- _Problem_: This exercise asks for a copy of each line in the records below with the word "crate" in it.

(Beginning of Data supplied)

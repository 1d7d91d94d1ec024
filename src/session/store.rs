//! Session persistence: a shared key-value contract with a Postgres
//! implementation and an in-memory substitute for tests.

use anyhow::{Context, Result};
use async_trait::async_trait;
use sqlx::{PgPool, Row};
use std::collections::HashMap;
use std::time::{Duration, Instant};
use tokio::sync::Mutex;
use tracing::Instrument;

use super::SessionData;

/// Key-value contract for session records. Keys are token hashes,
/// values are small serialized records; expiry is the store's concern.
#[async_trait]
pub trait SessionStore: Send + Sync {
    async fn put(&self, token_hash: &[u8], data: &SessionData, ttl: Duration) -> Result<()>;
    async fn get(&self, token_hash: &[u8]) -> Result<Option<SessionData>>;
    /// Deleting a key that does not exist is not an error.
    async fn delete(&self, token_hash: &[u8]) -> Result<()>;
}

/// Session store backed by the shared session database, so any node
/// can resolve any session.
#[derive(Debug, Clone)]
pub struct PgSessionStore {
    pool: PgPool,
}

impl PgSessionStore {
    #[must_use]
    pub fn new(pool: PgPool) -> Self {
        Self { pool }
    }
}

#[async_trait]
impl SessionStore for PgSessionStore {
    async fn put(&self, token_hash: &[u8], data: &SessionData, ttl: Duration) -> Result<()> {
        let payload = serde_json::to_string(data).context("failed to serialize session data")?;

        let query = r"
            INSERT INTO sessions (token_hash, data, expires_at)
            VALUES ($1, $2::jsonb, NOW() + ($3 * INTERVAL '1 second'))
            ON CONFLICT (token_hash)
            DO UPDATE SET data = EXCLUDED.data, expires_at = EXCLUDED.expires_at
        ";
        let span = tracing::info_span!(
            "db.query",
            db.system = "postgresql",
            db.operation = "INSERT",
            db.statement = query
        );
        sqlx::query(query)
            .bind(token_hash)
            .bind(payload)
            .bind(ttl.as_secs() as i64)
            .execute(&self.pool)
            .instrument(span)
            .await
            .context("failed to store session")?;

        Ok(())
    }

    async fn get(&self, token_hash: &[u8]) -> Result<Option<SessionData>> {
        // Expired rows are filtered here; reaping them is left to the
        // store's own housekeeping.
        let query = r"
            SELECT data::text AS data
            FROM sessions
            WHERE token_hash = $1
              AND expires_at > NOW()
        ";
        let span = tracing::info_span!(
            "db.query",
            db.system = "postgresql",
            db.operation = "SELECT",
            db.statement = query
        );
        let row = sqlx::query(query)
            .bind(token_hash)
            .fetch_optional(&self.pool)
            .instrument(span)
            .await
            .context("failed to lookup session")?;

        match row {
            Some(row) => {
                let payload: String = row.get("data");
                let data = serde_json::from_str(&payload)
                    .context("failed to deserialize session data")?;
                Ok(Some(data))
            }
            None => Ok(None),
        }
    }

    async fn delete(&self, token_hash: &[u8]) -> Result<()> {
        let query = "DELETE FROM sessions WHERE token_hash = $1";
        let span = tracing::info_span!(
            "db.query",
            db.system = "postgresql",
            db.operation = "DELETE",
            db.statement = query
        );
        sqlx::query(query)
            .bind(token_hash)
            .execute(&self.pool)
            .instrument(span)
            .await
            .context("failed to delete session")?;

        Ok(())
    }
}

/// In-memory session store honoring TTLs. Used by tests and substitute
/// wiring.
#[derive(Debug, Default)]
pub struct MemorySessionStore {
    inner: Mutex<HashMap<Vec<u8>, (SessionData, Instant)>>,
}

impl MemorySessionStore {
    #[must_use]
    pub fn new() -> Self {
        Self::default()
    }
}

#[async_trait]
impl SessionStore for MemorySessionStore {
    async fn put(&self, token_hash: &[u8], data: &SessionData, ttl: Duration) -> Result<()> {
        let mut inner = self.inner.lock().await;
        inner.insert(token_hash.to_vec(), (data.clone(), Instant::now() + ttl));
        Ok(())
    }

    async fn get(&self, token_hash: &[u8]) -> Result<Option<SessionData>> {
        let mut inner = self.inner.lock().await;
        match inner.get(token_hash) {
            Some((data, expires_at)) if *expires_at > Instant::now() => Ok(Some(data.clone())),
            Some(_) => {
                inner.remove(token_hash);
                Ok(None)
            }
            None => Ok(None),
        }
    }

    async fn delete(&self, token_hash: &[u8]) -> Result<()> {
        let mut inner = self.inner.lock().await;
        inner.remove(token_hash);
        Ok(())
    }
}
//! Session cookie plumbing and logout.

use axum::{
    extract::Extension,
    http::{
        HeaderMap, HeaderValue, StatusCode,
        header::{COOKIE, InvalidHeaderValue, SET_COOKIE},
    },
    response::{IntoResponse, Redirect},
};
use std::sync::Arc;
use tracing::error;

use crate::session::{CurrentUser, Sessions};

const SESSION_COOKIE_NAME: &str = "doorman_session";

#[utoipa::path(
    get,
    path = "/logout",
    responses(
        (status = 303, description = "Session destroyed, cookie cleared, redirect to the index")
    ),
    tag = "auth"
)]
pub async fn logout(headers: HeaderMap, sessions: Extension<Arc<Sessions>>) -> impl IntoResponse {
    if let Some(cookie_value) = extract_session_cookie(&headers) {
        if let Err(err) = sessions.destroy(&cookie_value).await {
            error!("Failed to delete session: {err}");
        }
    }

    // Always clear the cookie, even if the session record was missing.
    let mut response_headers = HeaderMap::new();
    if let Ok(cookie) = clear_session_cookie(sessions.cookie_secure()) {
        response_headers.insert(SET_COOKIE, cookie);
    }
    (response_headers, Redirect::to("/")).into_response()
}

/// Resolve the request's cookie to the current user.
///
/// A missing cookie is Anonymous; only store failures surface as 500.
pub(crate) async fn current_user(
    headers: &HeaderMap,
    sessions: &Sessions,
) -> Result<CurrentUser, StatusCode> {
    let Some(cookie_value) = extract_session_cookie(headers) else {
        return Ok(CurrentUser::Anonymous);
    };
    match sessions.resolve(&cookie_value).await {
        Ok(user) => Ok(user),
        Err(err) => {
            error!("Failed to resolve session: {err}");
            Err(StatusCode::INTERNAL_SERVER_ERROR)
        }
    }
}

/// Build the `HttpOnly` session cookie.
///
/// No Max-Age: the cookie must not outlive the browser session; the
/// server-side record carries the TTL.
pub(crate) fn session_cookie(
    secure: bool,
    value: &str,
) -> Result<HeaderValue, InvalidHeaderValue> {
    let mut cookie = format!("{SESSION_COOKIE_NAME}={value}; Path=/; HttpOnly; SameSite=Lax");
    if secure {
        cookie.push_str("; Secure");
    }
    HeaderValue::from_str(&cookie)
}

fn clear_session_cookie(secure: bool) -> Result<HeaderValue, InvalidHeaderValue> {
    let mut cookie = format!("{SESSION_COOKIE_NAME}=; Path=/; HttpOnly; SameSite=Lax; Max-Age=0");
    if secure {
        cookie.push_str("; Secure");
    }
    HeaderValue::from_str(&cookie)
}

pub(crate) fn extract_session_cookie(headers: &HeaderMap) -> Option<String> {
    let header = headers.get(COOKIE)?;
    let value = header.to_str().ok()?;
    for pair in value.split(';') {
        let Some((key, val)) = pair.trim().split_once('=') else {
            continue;
        };
        if key.trim() == SESSION_COOKIE_NAME {
            return Some(val.trim().to_string());
        }
    }
    None
}

#[cfg(test)]
mod tests {
    use super::*;

    #[test]
    fn session_cookie_has_expected_attributes() {
        let cookie = session_cookie(false, "token.sig").unwrap();
        let cookie = cookie.to_str().unwrap();
        assert!(cookie.starts_with("doorman_session=token.sig"));
        assert!(cookie.contains("HttpOnly"));
        assert!(cookie.contains("SameSite=Lax"));
        // Browser-session cookie: no Max-Age on create
        assert!(!cookie.contains("Max-Age"));
        assert!(!cookie.contains("Secure"));
    }

    #[test]
    fn session_cookie_secure_flag() {
        let cookie = session_cookie(true, "token.sig").unwrap();
        assert!(cookie.to_str().unwrap().contains("Secure"));
    }

    #[test]
    fn clear_session_cookie_expires_immediately() {
        let cookie = clear_session_cookie(false).unwrap();
        let cookie = cookie.to_str().unwrap();
        assert!(cookie.starts_with("doorman_session=;"));
        assert!(cookie.contains("Max-Age=0"));
    }

    #[test]
    fn extract_session_cookie_finds_value() {
        let mut headers = HeaderMap::new();
        headers.insert(
            COOKIE,
            HeaderValue::from_static("other=1; doorman_session=token.sig; more=2"),
        );
        assert_eq!(
            extract_session_cookie(&headers),
            Some("token.sig".to_string())
        );
    }

    #[test]
    fn extract_session_cookie_missing() {
        let headers = HeaderMap::new();
        assert_eq!(extract_session_cookie(&headers), None);

        let mut headers = HeaderMap::new();
        headers.insert(COOKIE, HeaderValue::from_static("other=1"));
        assert_eq!(extract_session_cookie(&headers), None);
    }
}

(End of Data supplied)

- _Reply_:
use crate::session::{CurrentUser, Sessions};
pub(crate) async fn current_user(
pub(crate) fn session_cookie(
pub(crate) fn extract_session_cookie(headers: &HeaderMap) -> Option<String> {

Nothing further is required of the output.